Stored data:
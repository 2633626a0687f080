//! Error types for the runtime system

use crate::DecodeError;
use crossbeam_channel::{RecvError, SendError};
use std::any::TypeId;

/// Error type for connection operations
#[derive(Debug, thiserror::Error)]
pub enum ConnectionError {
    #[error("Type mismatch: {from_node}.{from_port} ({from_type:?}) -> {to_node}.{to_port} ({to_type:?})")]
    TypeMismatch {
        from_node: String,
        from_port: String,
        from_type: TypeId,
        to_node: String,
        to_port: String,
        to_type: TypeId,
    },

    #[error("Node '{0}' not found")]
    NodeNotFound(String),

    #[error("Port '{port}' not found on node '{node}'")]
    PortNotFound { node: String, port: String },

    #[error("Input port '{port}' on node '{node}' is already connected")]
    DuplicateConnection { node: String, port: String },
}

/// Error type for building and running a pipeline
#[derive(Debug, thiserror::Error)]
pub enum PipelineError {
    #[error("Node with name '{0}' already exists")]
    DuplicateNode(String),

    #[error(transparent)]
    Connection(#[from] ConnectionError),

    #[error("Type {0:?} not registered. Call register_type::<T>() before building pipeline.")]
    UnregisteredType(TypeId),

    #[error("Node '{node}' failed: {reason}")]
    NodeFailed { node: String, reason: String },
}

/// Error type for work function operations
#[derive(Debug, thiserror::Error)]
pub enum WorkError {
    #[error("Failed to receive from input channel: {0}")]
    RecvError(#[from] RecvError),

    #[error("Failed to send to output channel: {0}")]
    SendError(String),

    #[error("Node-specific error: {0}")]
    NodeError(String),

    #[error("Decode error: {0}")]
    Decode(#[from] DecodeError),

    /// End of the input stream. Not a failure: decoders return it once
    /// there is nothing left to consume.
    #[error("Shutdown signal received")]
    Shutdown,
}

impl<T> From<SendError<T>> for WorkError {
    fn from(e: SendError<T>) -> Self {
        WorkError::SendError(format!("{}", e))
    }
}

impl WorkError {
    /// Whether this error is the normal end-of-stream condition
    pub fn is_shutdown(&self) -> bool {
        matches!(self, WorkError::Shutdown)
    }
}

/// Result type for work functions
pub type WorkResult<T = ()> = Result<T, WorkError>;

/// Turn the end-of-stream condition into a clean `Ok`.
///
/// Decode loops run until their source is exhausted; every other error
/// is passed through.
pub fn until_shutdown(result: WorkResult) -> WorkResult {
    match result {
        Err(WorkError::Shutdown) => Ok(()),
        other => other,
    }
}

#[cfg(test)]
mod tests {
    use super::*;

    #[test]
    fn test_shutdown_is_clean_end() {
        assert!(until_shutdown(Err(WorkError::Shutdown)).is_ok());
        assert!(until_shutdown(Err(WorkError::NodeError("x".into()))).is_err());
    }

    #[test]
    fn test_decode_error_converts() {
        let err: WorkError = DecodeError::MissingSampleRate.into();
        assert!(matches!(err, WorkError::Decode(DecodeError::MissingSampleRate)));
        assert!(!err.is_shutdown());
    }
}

==

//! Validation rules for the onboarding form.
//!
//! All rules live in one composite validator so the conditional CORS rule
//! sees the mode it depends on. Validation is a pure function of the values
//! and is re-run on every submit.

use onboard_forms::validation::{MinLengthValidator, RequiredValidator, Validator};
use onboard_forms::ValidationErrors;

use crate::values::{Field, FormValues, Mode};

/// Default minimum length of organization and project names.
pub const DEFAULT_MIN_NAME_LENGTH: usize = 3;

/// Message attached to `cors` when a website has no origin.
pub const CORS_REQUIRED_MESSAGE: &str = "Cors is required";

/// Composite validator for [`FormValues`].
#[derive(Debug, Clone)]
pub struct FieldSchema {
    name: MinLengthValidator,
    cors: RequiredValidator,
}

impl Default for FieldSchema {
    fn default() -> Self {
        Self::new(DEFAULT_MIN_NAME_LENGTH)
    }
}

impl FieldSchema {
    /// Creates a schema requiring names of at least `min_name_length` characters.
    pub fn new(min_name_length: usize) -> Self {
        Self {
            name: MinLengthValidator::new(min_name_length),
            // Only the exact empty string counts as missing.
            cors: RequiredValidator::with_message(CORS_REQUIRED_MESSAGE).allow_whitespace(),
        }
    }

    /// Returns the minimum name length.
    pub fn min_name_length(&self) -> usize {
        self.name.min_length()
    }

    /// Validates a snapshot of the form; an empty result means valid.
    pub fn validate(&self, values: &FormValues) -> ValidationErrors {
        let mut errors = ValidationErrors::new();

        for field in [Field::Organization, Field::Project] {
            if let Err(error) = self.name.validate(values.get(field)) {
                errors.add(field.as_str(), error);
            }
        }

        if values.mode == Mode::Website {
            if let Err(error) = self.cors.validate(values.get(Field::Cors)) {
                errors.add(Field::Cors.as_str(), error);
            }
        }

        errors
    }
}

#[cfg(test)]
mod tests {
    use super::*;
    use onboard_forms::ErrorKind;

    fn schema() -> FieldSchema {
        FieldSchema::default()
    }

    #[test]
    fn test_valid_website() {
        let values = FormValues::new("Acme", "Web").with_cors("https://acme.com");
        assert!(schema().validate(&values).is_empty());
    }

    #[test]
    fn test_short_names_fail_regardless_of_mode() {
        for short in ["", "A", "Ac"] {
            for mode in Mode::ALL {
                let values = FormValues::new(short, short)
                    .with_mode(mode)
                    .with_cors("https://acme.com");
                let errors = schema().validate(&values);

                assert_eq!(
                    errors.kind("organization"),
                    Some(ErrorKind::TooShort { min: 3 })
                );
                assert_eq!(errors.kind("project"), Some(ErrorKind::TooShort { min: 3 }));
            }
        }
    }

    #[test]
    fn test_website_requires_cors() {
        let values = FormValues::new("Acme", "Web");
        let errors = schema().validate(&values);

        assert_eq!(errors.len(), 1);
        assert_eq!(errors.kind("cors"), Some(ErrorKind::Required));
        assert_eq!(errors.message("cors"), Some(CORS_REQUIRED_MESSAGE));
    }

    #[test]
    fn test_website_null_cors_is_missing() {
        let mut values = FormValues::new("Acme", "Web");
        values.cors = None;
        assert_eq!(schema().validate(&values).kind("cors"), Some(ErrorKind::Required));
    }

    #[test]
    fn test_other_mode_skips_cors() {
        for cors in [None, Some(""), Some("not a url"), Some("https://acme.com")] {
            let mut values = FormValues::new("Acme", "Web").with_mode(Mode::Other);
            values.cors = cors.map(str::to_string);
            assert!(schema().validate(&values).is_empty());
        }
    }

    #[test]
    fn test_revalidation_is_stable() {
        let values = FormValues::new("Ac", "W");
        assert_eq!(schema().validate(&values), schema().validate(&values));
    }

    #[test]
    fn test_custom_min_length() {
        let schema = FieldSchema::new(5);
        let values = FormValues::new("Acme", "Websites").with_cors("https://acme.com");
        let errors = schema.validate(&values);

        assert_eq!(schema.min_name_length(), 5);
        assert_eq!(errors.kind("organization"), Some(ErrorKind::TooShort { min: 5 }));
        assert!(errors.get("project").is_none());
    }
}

Task directions: Provide the number of lines in the records above containing the string "FormValues", and write nothing more.

Solution: 10